Analysis of the transgenic mice expressing Twist1-E12 via the Prx promoter resulted in phenotypes that are most similar to Twist1T125;S127A (Fig. 3 & 5). This finding suggests that there is little effect on autopod development by this dimer; however, the medial bone phenotypes observed in the ulna, humerus and clavicle from Twist1 and Twist1T125;S127A expression are recapitulated from this tethered complex. Previous interaction data shows that in tissue culture the T125;S127A mutation has a lower dimerization affinity with E12 (3) and EMSA analysis suggests that the dimers that do form do not bind CATCTG or CATATG E-box sequences as robustly as wild-type Twist1 (Fig. 1 & 6). DNA binding and transcriptional activity for the D-box is indistinguishable from wildtype Twist1 which suggests that the Twist1-E12 complex might be less active on some population of downstream target genes than on others.

The final dimer tested is the Twist1-Twist1 homodimer. Analysis indicates that unique phenotypes to this complex are encountered and are similar to phenotypes observed with Twist1T125;S127D, such as gross reduction in limb outgrowth, diminished ossification, but relatively normal development of the autopod (Fig. 3 & 5). EMSA analysis indicates that the phosphorylation mimic does not bind to the three cis-elements effectively as a homodimer or when partnered with E12. Conversely the tethered homodimer does bind to the multimerized cis-elements indicating that phosphorylation at T125 and S127 may have a more profound effect on DNA-binding then on dimer stabilization. As Twist1 function is well-established to be critical for limb outgrowth via maintaining Fgf8/Fgf10 expression within the AER (10,23), the results observed with the Twist1 homodimer expression suggest that the function of Twist1 in maintaining the Fgf-mediated outgrowth of the AER is mediated via a Twist1 heterodimer and is perhaps antagonized by Twist1 homodimers given the reduction in limb outgrowth observed.

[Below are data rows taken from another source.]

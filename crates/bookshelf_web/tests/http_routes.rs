use std::net::SocketAddr;
use std::path::{Path, PathBuf};
use std::sync::Arc;

use bookshelf_core::{BookStore, NewBook};
use bookshelf_web::{build_router, AppState};
use tokio::io::{AsyncReadExt, AsyncWriteExt};

struct RawResponse {
    status: u16,
    head: String,
    body: String,
}

impl RawResponse {
    fn header(&self, name: &str) -> Option<String> {
        let prefix = format!("{}:", name.to_ascii_lowercase());
        self.head
            .lines()
            .find(|line| line.to_ascii_lowercase().starts_with(&prefix))
            .map(|line| line[prefix.len()..].trim().to_string())
    }

    /// `bookshelf_flash=<token>` pair from `Set-Cookie`, ready to echo back.
    fn flash_cookie(&self) -> String {
        let value = self.header("set-cookie").expect("set-cookie header");
        value
            .split(';')
            .next()
            .expect("cookie pair")
            .trim()
            .to_string()
    }
}

async fn serve(store: Arc<BookStore>) -> SocketAddr {
    let app = build_router(AppState::new(store));
    let listener = tokio::net::TcpListener::bind("127.0.0.1:0")
        .await
        .expect("bind listener");
    let addr = listener.local_addr().expect("listener addr");
    tokio::spawn(async move { axum::serve(listener, app).await.expect("serve app") });
    addr
}

async fn spawn_app() -> (SocketAddr, Arc<BookStore>) {
    let store = Arc::new(BookStore::open_in_memory().expect("open store"));
    let addr = serve(Arc::clone(&store)).await;
    (addr, store)
}

/// File-backed app plus the database path, for tests that reach around it.
async fn spawn_file_app(dir: &tempfile::TempDir) -> (SocketAddr, Arc<BookStore>, PathBuf) {
    let db_path = dir.path().join("new-books-collection.db");
    let store = Arc::new(BookStore::open(&db_path).expect("open file store"));
    let addr = serve(Arc::clone(&store)).await;
    (addr, store, db_path)
}

fn install_trigger(db_path: &Path, sql: &str) {
    let conn = rusqlite::Connection::open(db_path).expect("side connection");
    conn.execute_batch(sql).expect("install trigger");
}

async fn flash_text(addr: SocketAddr, resp: &RawResponse) -> String {
    let cookie = resp.flash_cookie();
    send(addr, "GET", "/", &[("Cookie", &cookie)], None).await.body
}

async fn send(
    addr: SocketAddr,
    method: &str,
    path: &str,
    headers: &[(&str, &str)],
    form_body: Option<&str>,
) -> RawResponse {
    let Some(body) = form_body else {
        return send_raw(addr, method, path, headers, "").await;
    };
    let length = body.len().to_string();
    let mut all = headers.to_vec();
    all.push(("Content-Type", "application/x-www-form-urlencoded"));
    all.push(("Content-Length", length.as_str()));
    send_raw(addr, method, path, &all, body).await
}

async fn send_raw(
    addr: SocketAddr,
    method: &str,
    path: &str,
    headers: &[(&str, &str)],
    body: &str,
) -> RawResponse {
    let mut stream = tokio::net::TcpStream::connect(addr)
        .await
        .expect("connect server");
    let mut req = format!("{method} {path} HTTP/1.1\r\nHost: {addr}\r\nConnection: close\r\n");
    for (k, v) in headers {
        req.push_str(&format!("{k}: {v}\r\n"));
    }
    req.push_str("\r\n");
    req.push_str(body);
    stream
        .write_all(req.as_bytes())
        .await
        .expect("write request");
    let mut response = String::new();
    stream
        .read_to_string(&mut response)
        .await
        .expect("read response");
    let (head, body) = response
        .split_once("\r\n\r\n")
        .expect("http response must have separator");
    let status = head
        .lines()
        .next()
        .and_then(|line| line.split_whitespace().nth(1))
        .and_then(|s| s.parse::<u16>().ok())
        .expect("http status");
    RawResponse {
        status,
        head: head.to_string(),
        body: body.to_string(),
    }
}

async fn get(addr: SocketAddr, path: &str) -> RawResponse {
    send(addr, "GET", path, &[], None).await
}

async fn post(addr: SocketAddr, path: &str, body: &str) -> RawResponse {
    send(addr, "POST", path, &[], Some(body)).await
}

fn count(store: &BookStore) -> u64 {
    store
        .with_service(|service| service.count_books())
        .expect("count books")
}

fn seed(store: &BookStore, name: &str, author: &str, rating: f64) -> i64 {
    store
        .with_service(|service| service.add_book(NewBook::new(name, author, rating)))
        .expect("seed book")
        .id
}

#[tokio::test]
async fn empty_library_renders_notice() {
    let (addr, _store) = spawn_app().await;

    let resp = get(addr, "/").await;
    assert_eq!(resp.status, 200);
    assert!(resp
        .header("content-type")
        .unwrap_or_default()
        .starts_with("text/html"));
    assert!(resp.body.contains("Library is empty."));
    assert!(resp.body.contains("href=\"/add\""));
}

#[tokio::test]
async fn add_form_renders_empty_fields() {
    let (addr, _store) = spawn_app().await;

    let resp = get(addr, "/add").await;
    assert_eq!(resp.status, 200);
    assert!(resp.body.contains("name=\"name\" value=\"\""));
    assert!(!resp.body.contains("This field is required."));
}

#[tokio::test]
async fn add_book_redirects_and_flash_is_shown_once() {
    let (addr, store) = spawn_app().await;

    let resp = post(addr, "/add", "name=Dune&author=Herbert&rating=4.8").await;
    assert_eq!(resp.status, 303);
    assert_eq!(resp.header("location").as_deref(), Some("/"));
    assert_eq!(count(&store), 1);

    let cookie = resp.flash_cookie();
    let first = send(addr, "GET", "/", &[("Cookie", &cookie)], None).await;
    assert_eq!(first.status, 200);
    assert!(first.body.contains("Dune - Herbert - 4.8/10"));
    assert!(first.body.contains("Book added successfully"));
    assert!(first
        .header("set-cookie")
        .unwrap_or_default()
        .contains("Max-Age=0"));

    let second = send(addr, "GET", "/", &[("Cookie", &cookie)], None).await;
    assert!(second.body.contains("Dune - Herbert - 4.8/10"));
    assert!(!second.body.contains("Book added successfully"));
}

#[tokio::test]
async fn add_with_empty_name_rerenders_without_insert() {
    let (addr, store) = spawn_app().await;

    let resp = post(addr, "/add", "name=&author=Herbert&rating=4.8").await;
    assert_eq!(resp.status, 200);
    assert!(resp.body.contains("This field is required."));
    assert!(resp.body.contains("value=\"Herbert\""));
    assert!(resp.header("set-cookie").is_none());
    assert_eq!(count(&store), 0);
}

#[tokio::test]
async fn add_with_bad_rating_reports_float_error() {
    let (addr, store) = spawn_app().await;

    let resp = post(addr, "/add", "name=Dune&author=Herbert&rating=great").await;
    assert_eq!(resp.status, 200);
    assert!(resp.body.contains("Not a valid float value."));
    assert_eq!(count(&store), 0);
}

#[tokio::test]
async fn duplicate_book_redirects_with_error_flash() {
    let (addr, store) = spawn_app().await;
    seed(&store, "Dune", "Herbert", 4.8);

    let resp = post(addr, "/add", "name=Dune&author=Someone&rating=3").await;
    assert_eq!(resp.status, 303);
    assert_eq!(count(&store), 1);

    let cookie = resp.flash_cookie();
    let page = send(addr, "GET", "/", &[("Cookie", &cookie)], None).await;
    assert!(page.body.contains("alert-danger"));
    assert!(page
        .body
        .contains("Error adding book: a book with this name already exists"));
}

#[tokio::test]
async fn delete_existing_book_via_get_and_post() {
    let (addr, store) = spawn_app().await;
    let dune = seed(&store, "Dune", "Herbert", 4.8);
    let neuromancer = seed(&store, "Neuromancer", "Gibson", 4.1);

    let resp = get(addr, &format!("/delete/{dune}")).await;
    assert_eq!(resp.status, 303);
    assert_eq!(count(&store), 1);
    let cookie = resp.flash_cookie();
    let page = send(addr, "GET", "/", &[("Cookie", &cookie)], None).await;
    assert!(page.body.contains("Book deleted successfully"));
    assert!(!page.body.contains("Dune"));

    let resp = send(
        addr,
        "POST",
        &format!("/delete/{neuromancer}"),
        &[("Content-Length", "0")],
        None,
    )
    .await;
    assert_eq!(resp.status, 303);
    assert_eq!(count(&store), 0);
}

#[tokio::test]
async fn delete_missing_book_is_not_found() {
    let (addr, store) = spawn_app().await;
    seed(&store, "Dune", "Herbert", 4.8);

    let resp = get(addr, "/delete/999").await;
    assert_eq!(resp.status, 404);
    assert!(resp.body.contains("Not Found"));
    assert_eq!(count(&store), 1);
}

#[tokio::test]
async fn edit_rating_round_trip() {
    let (addr, store) = spawn_app().await;
    let id = seed(&store, "Dune", "Herbert", 4.8);
    seed(&store, "Neuromancer", "Gibson", 4.1);

    let form = get(addr, &format!("/edit_rating/{id}")).await;
    assert_eq!(form.status, 200);
    assert!(form.body.contains("Book Name: Dune"));
    assert!(form.body.contains("name=\"rating\" value=\"4.8\""));

    let invalid = post(addr, &format!("/edit_rating/{id}"), "rating=abc").await;
    assert_eq!(invalid.status, 200);
    assert!(invalid.body.contains("Not a valid float value."));
    assert!(invalid.body.contains("value=\"abc\""));

    let resp = post(addr, &format!("/edit_rating/{id}"), "rating=4.9").await;
    assert_eq!(resp.status, 303);
    let cookie = resp.flash_cookie();
    let page = send(addr, "GET", "/", &[("Cookie", &cookie)], None).await;
    assert!(page.body.contains("Book rating edited successfully"));
    assert!(page.body.contains("Dune - Herbert - 4.9/10"));
    assert!(page.body.contains("Neuromancer - Gibson - 4.1/10"));
}

#[tokio::test]
async fn edit_rating_of_missing_or_malformed_id_is_not_found() {
    let (addr, _store) = spawn_app().await;

    assert_eq!(get(addr, "/edit_rating/7").await.status, 404);
    assert_eq!(post(addr, "/edit_rating/7", "rating=1").await.status, 404);
    assert_eq!(get(addr, "/edit_rating/seven").await.status, 404);
    assert_eq!(get(addr, "/no/such/page").await.status, 404);
}

#[tokio::test]
async fn book_text_is_html_escaped() {
    let (addr, store) = spawn_app().await;
    seed(&store, "<i>Dune</i>", "Herbert & Son", 4.0);

    let page = get(addr, "/").await;
    assert!(page.body.contains("&lt;i&gt;Dune&lt;/i&gt; - Herbert &amp; Son - 4/10"));
    assert!(!page.body.contains("<i>Dune</i>"));
}

#[tokio::test]
async fn books_added_over_http_are_written_to_the_database_file() {
    let dir = tempfile::tempdir().expect("tempdir");
    let (addr, _store, db_path) = spawn_file_app(&dir).await;

    let resp = post(addr, "/add", "name=Dune&author=Herbert&rating=4.8").await;
    assert_eq!(resp.status, 303);

    let other = BookStore::open(&db_path).expect("second connection");
    let books = other
        .with_service(|service| service.list_books())
        .expect("list books");
    assert_eq!(books.len(), 1);
    assert_eq!(books[0].name, "Dune");
    assert_eq!(books[0].rating, 4.8);
    other.close().expect("close second connection");
}

#[tokio::test]
async fn add_without_form_body_rerenders_required_errors() {
    let (addr, store) = spawn_app().await;

    let empty = send(addr, "POST", "/add", &[("Content-Length", "0")], None).await;
    assert_eq!(empty.status, 200);
    assert!(empty.body.contains("This field is required."));

    let multipart_body = "--xyz\r\nContent-Disposition: form-data; name=\"name\"\r\n\r\nDune\r\n--xyz--\r\n";
    let length = multipart_body.len().to_string();
    let multipart = send_raw(
        addr,
        "POST",
        "/add",
        &[
            ("Content-Type", "multipart/form-data; boundary=xyz"),
            ("Content-Length", length.as_str()),
        ],
        multipart_body,
    )
    .await;
    assert_eq!(multipart.status, 200);
    assert!(multipart.body.contains("This field is required."));
    assert_eq!(count(&store), 0);
}

#[tokio::test]
async fn edit_rating_of_missing_book_is_not_found_whatever_the_body() {
    let (addr, store) = spawn_app().await;
    let id = seed(&store, "Dune", "Herbert", 4.8);

    let missing = send(addr, "POST", "/edit_rating/7", &[("Content-Length", "0")], None).await;
    assert_eq!(missing.status, 404);

    let empty = send(
        addr,
        "POST",
        &format!("/edit_rating/{id}"),
        &[("Content-Length", "0")],
        None,
    )
    .await;
    assert_eq!(empty.status, 200);
    assert!(empty.body.contains("This field is required."));
    assert!(empty.body.contains("Book Name: Dune"));
}

#[tokio::test]
async fn failed_delete_rolls_back_and_flashes_error() {
    let dir = tempfile::tempdir().expect("tempdir");
    let (addr, store, db_path) = spawn_file_app(&dir).await;
    let id = seed(&store, "Dune", "Herbert", 4.8);
    install_trigger(
        &db_path,
        "CREATE TRIGGER keep_books BEFORE DELETE ON books \
         BEGIN SELECT RAISE(ABORT, 'books are permanent'); END;",
    );

    let resp = get(addr, &format!("/delete/{id}")).await;
    assert_eq!(resp.status, 303);
    assert_eq!(resp.header("location").as_deref(), Some("/"));
    assert_eq!(count(&store), 1);

    let page = flash_text(addr, &resp).await;
    assert!(page.contains("alert-danger"));
    assert!(page.contains("Error deleting book"));
    assert!(page.contains("Dune - Herbert - 4.8/10"));
}

#[tokio::test]
async fn failed_rating_update_rolls_back_and_flashes_error() {
    let dir = tempfile::tempdir().expect("tempdir");
    let (addr, store, db_path) = spawn_file_app(&dir).await;
    let id = seed(&store, "Dune", "Herbert", 4.8);
    install_trigger(
        &db_path,
        "CREATE TRIGGER freeze_ratings BEFORE UPDATE ON books \
         BEGIN SELECT RAISE(ABORT, 'ratings are frozen'); END;",
    );

    let resp = post(addr, &format!("/edit_rating/{id}"), "rating=1.5").await;
    assert_eq!(resp.status, 303);

    let page = flash_text(addr, &resp).await;
    assert!(page.contains("alert-danger"));
    assert!(page.contains("Error editing book rating: constraint violation: ratings are frozen"));
    assert!(page.contains("Dune - Herbert - 4.8/10"));

    let stored = store
        .with_service(move |service| service.get_book(id))
        .expect("get book");
    assert_eq!(stored.rating, 4.8);
    assert_eq!(count(&store), 1);
}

A remaining caveat to these studies is the inability to look at the levels of Twist1 and Twist1 tethered expression within the F₀ embryos used for skeletal preps. Establishing stable mouse lines would allow for both phenotypic and molecular analysis, but given the severity of the limb defects encountered this is not a practical approach. Variation in the expression levels of any monomer will clearly affect phenotypic outcome by activating/repressing genes directly and by titrating out other bHLH factors by forming either active or inactive complexes. Expression levels of tethered Twist1 complexes should not affect the balance within the endogenous bHLH factor pool; however, their artificial nature may convey novel activities or repress a required function. Ultimately using a gene targeting strategy to express specific dimers from the Twist1 endogenous locus could resolve some (but not all) of these issues. This approach has been reported for the related factor Hand1 (24) and shows promise for deducing the role of Twist-family bHLH complexes in a variety of tissues during embryonic development.